▶ **INSTRUCTIONS FOR THE TASK**
Copy each line of the entries below that contains the string "true".

▶ **EXCERPTED DATA**
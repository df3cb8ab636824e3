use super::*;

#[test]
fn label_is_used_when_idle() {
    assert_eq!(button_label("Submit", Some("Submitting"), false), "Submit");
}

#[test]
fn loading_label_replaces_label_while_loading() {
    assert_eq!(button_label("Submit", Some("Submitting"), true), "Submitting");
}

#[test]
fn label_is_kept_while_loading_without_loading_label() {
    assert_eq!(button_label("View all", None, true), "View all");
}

* * *

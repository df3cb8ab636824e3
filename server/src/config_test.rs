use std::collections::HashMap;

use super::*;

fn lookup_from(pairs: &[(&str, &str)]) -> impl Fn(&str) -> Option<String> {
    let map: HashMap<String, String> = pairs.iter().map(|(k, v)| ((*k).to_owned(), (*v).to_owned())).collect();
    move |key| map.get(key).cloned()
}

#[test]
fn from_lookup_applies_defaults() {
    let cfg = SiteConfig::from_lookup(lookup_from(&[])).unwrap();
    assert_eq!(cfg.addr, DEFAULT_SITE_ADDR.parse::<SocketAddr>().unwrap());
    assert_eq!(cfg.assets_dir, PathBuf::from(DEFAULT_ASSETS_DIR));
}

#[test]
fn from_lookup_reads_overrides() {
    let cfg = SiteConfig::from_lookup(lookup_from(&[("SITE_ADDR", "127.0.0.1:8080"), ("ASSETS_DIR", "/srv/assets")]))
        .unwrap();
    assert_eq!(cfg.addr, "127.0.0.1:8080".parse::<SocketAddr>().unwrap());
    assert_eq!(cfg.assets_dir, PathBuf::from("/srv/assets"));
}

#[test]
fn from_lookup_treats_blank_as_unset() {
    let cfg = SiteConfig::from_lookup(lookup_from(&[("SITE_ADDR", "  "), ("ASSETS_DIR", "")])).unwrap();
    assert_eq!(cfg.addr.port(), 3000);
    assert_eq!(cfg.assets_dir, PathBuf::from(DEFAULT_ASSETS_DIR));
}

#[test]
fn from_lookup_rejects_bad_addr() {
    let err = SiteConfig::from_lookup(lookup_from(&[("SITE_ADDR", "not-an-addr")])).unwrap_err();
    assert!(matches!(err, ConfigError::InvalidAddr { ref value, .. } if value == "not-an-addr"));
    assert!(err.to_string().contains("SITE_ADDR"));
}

▶ **COMPLETED TASK**
    assert_eq!(button_label("Submit", Some("Submitting"), true), "Submitting");
    assert_eq!(button_label("View all", None, true), "View all");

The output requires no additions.